Linear Regression with Numpy & Scipy
y = mx + b, What is r-squared, variance, standard deviation…
For our example, let’s create the data set where y is mx + b.
x will be a random normal distribution of N = 200 with a standard deviation σ (sigma) of 1 around a mean value μ (mu) of 5.
Standard deviation ‘σ’ is the value expressing by how much the members of a group differ from the mean of the group.
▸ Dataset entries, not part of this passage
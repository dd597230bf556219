//! In-memory catalog source

#![allow(clippy::unwrap_used)] // Test infrastructure uses unwrap for simplicity
#![allow(clippy::missing_panics_doc)] // Only poisoned locks panic

use shiftmatch_core::catalog::RawCatalog;
use shiftmatch_core::error::CatalogError;
use shiftmatch_core::store::{BoxFuture, CatalogSource};
use std::sync::atomic::{AtomicBool, AtomicUsize, Ordering};
use std::sync::{Mutex, RwLock};
use std::time::Duration;

/// Catalog source returning whatever rows the test last set.
#[derive(Debug, Default)]
pub struct StaticCatalog {
    data: RwLock<RawCatalog>,
    failing: AtomicBool,
    delay: Mutex<Option<Duration>>,
    fetches: AtomicUsize,
}

impl StaticCatalog {
    /// Source serving `data`.
    #[must_use]
    pub fn new(data: RawCatalog) -> Self {
        Self {
            data: RwLock::new(data),
            ..Self::default()
        }
    }

    /// Replace the rows served by subsequent fetches.
    pub fn set(&self, data: RawCatalog) {
        *self.data.write().unwrap() = data;
    }

    /// Make fetches fail.
    pub fn set_failing(&self, failing: bool) {
        self.failing.store(failing, Ordering::SeqCst);
    }

    /// Delay every fetch, to keep a refresh in flight.
    pub fn set_delay(&self, delay: Duration) {
        *self.delay.lock().unwrap() = Some(delay);
    }

    /// Number of fetches attempted, failed ones included.
    #[must_use]
    pub fn fetch_count(&self) -> usize {
        self.fetches.load(Ordering::SeqCst)
    }
}

impl CatalogSource for StaticCatalog {
    fn fetch_all(&self) -> BoxFuture<'_, Result<RawCatalog, CatalogError>> {
        Box::pin(async move {
            self.fetches.fetch_add(1, Ordering::SeqCst);
            let delay = *self.delay.lock().unwrap();
            if let Some(delay) = delay {
                tokio::time::sleep(delay).await;
            }
            if self.failing.load(Ordering::SeqCst) {
                return Err(CatalogError("static catalog switched off".into()));
            }
            Ok(self.data.read().unwrap().clone())
        })
    }
}
//! Durable store and catalog source contracts.
//!
//! # Dyn Compatibility
//!
//! Both traits return `Pin<Box<dyn Future>>` instead of using `async fn` so the
//! runtime can hold them as `Arc<dyn RequestStore>` / `Arc<dyn CatalogSource>`
//! and tests can swap in the in-memory implementations.
//!
//! # Locking
//!
//! A store need not serialize `update_fields` calls itself. Every mutation of an
//! existing request goes through the runtime's per-request lock, so a store
//! only has to make each single call atomic.

use crate::catalog::RawCatalog;
use crate::error::{CatalogError, StoreError};
use crate::types::{NewRequest, Request, RequestId, RequestPatch, RowHandle, UserId, UserProfile};
use std::future::Future;
use std::pin::Pin;

/// Boxed, sendable future borrowed from the collaborator.
pub type BoxFuture<'a, T> = Pin<Box<dyn Future<Output = T> + Send + 'a>>;

/// Durable record of requests and users.
pub trait RequestStore: Send + Sync {
    /// Create a new request with `status = open` and no claimants.
    ///
    /// The id is unique and greater than every id seen before. Implementations
    /// that compute it as `max(id) + 1` are not safe against appends from
    /// several processes at once.
    ///
    /// # Errors
    ///
    /// Returns [`StoreError::Unavailable`] if the backend fails.
    fn append(&self, request: NewRequest) -> BoxFuture<'_, Result<(RequestId, RowHandle), StoreError>>;

    /// Point lookup. `Ok(None)` when the id is unknown.
    ///
    /// # Errors
    ///
    /// Returns [`StoreError::Unavailable`] on I/O failure or
    /// [`StoreError::Corrupt`] if the record cannot be decoded.
    fn find(&self, id: RequestId) -> BoxFuture<'_, Result<Option<Request>, StoreError>>;

    /// Apply a partial update in one call.
    ///
    /// # Errors
    ///
    /// Returns [`StoreError::NotFound`] if the id is unknown, or
    /// [`StoreError::Unavailable`] on I/O failure.
    fn update_fields(&self, id: RequestId, patch: RequestPatch) -> BoxFuture<'_, Result<(), StoreError>>;

    /// All requests whose stored status is neither `expired` nor `cancelled`.
    ///
    /// Records that fail to decode are skipped by the implementation (and
    /// logged) rather than failing the whole listing.
    ///
    /// # Errors
    ///
    /// Returns [`StoreError::Unavailable`] on I/O failure.
    fn list_active(&self) -> BoxFuture<'_, Result<Vec<Request>, StoreError>>;

    /// Insert or replace a user profile.
    ///
    /// # Errors
    ///
    /// Returns [`StoreError::Unavailable`] on I/O failure.
    fn upsert_user(&self, profile: UserProfile) -> BoxFuture<'_, Result<(), StoreError>>;

    /// Look up a user profile.
    ///
    /// # Errors
    ///
    /// Returns [`StoreError::Unavailable`] on I/O failure.
    fn find_user(&self, id: UserId) -> BoxFuture<'_, Result<Option<UserProfile>, StoreError>>;
}

/// Bulk source of the reference catalog.
pub trait CatalogSource: Send + Sync {
    /// Read every shop row and station-area row.
    ///
    /// # Errors
    ///
    /// Returns [`CatalogError`] if the source cannot be read.
    fn fetch_all(&self) -> BoxFuture<'_, Result<RawCatalog, CatalogError>>;
}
The slope ‘m’ will be 3 and the intercept ‘b’ will be 60.
import numpy as np
x = np.random.normal(5.0,1.0,200) # (mean, std. deviation, N)
m = 3
b = 60
y = m * (x + np.random.normal(0,0.2,200)) + b # add a std. deviation to get a more realistic data
Normal distribution or ‘Gaussian’:
import matplotlib.pyplot as pltplt.hist(x,50)
plt.show()
We can see above how the data is spread around the mean value by our normal distribution.
Let’s visualise our data.
plt.scatter(x,y)
plt.show()
stats.linregress( )
Will give us the value of m and b, the r_value is used to determine how well our line is fitting the data. r-squared will give us a value between 0 and 1, from bad to good fit.
from scipy import stats
slope, intercept, r_value, p_value, std_err = stats.linregress(x,y)
print('Slope: ',slope,'\nIntercept: ',intercept)
Slope: 2.98104902278
Intercept: 60.1146144847
r-squared :
r_value**2
0.96018831950537364
def predict_y_for(x):
return slope * x + intercept
plt.scatter(x,y)
plt.plot(x, predict_y_for(x), c='r')
plt.show()
Variance and Standard deviation
Get the mean and standard deviation with Numpy
print('Mean: ',np.mean(x),'\nStandard deviation: ',np.std(x))
Mean: 5.04321665207
Standard deviation: 0.972660025762
The variance ‘σ²’is the average of the squared differences from the mean.
We can find the standard deviation ‘σ’ with the square root of our variance.
N = len(x)
mu = sum(n)/N
print('Mean: ',mu)
Mean: 5.04321665207
from math import sqrt
def calc_std_dev(x):
N = len(x)
v = 0
for n in x:
v += ((n-mu)**2)
pop_variance = v/N
sigma = sqrt(pop_variance)
return sigma
print('Standard deviation: ',calc_std_dev(x))
Standard deviation: 0.9726600257624177
N or N-1, population or sample
The population variance σ², or the average of squared differences is defined by dividing the sum of squared differences by N when N = len(population).
σ² = ∑ (x-μ)² / N
The sample variance S² is defined by dividing the sum of squared differences by N-1, when N = len(sample), for example when working on a train set of data.
S² = ∑ (x-μ)² / N-1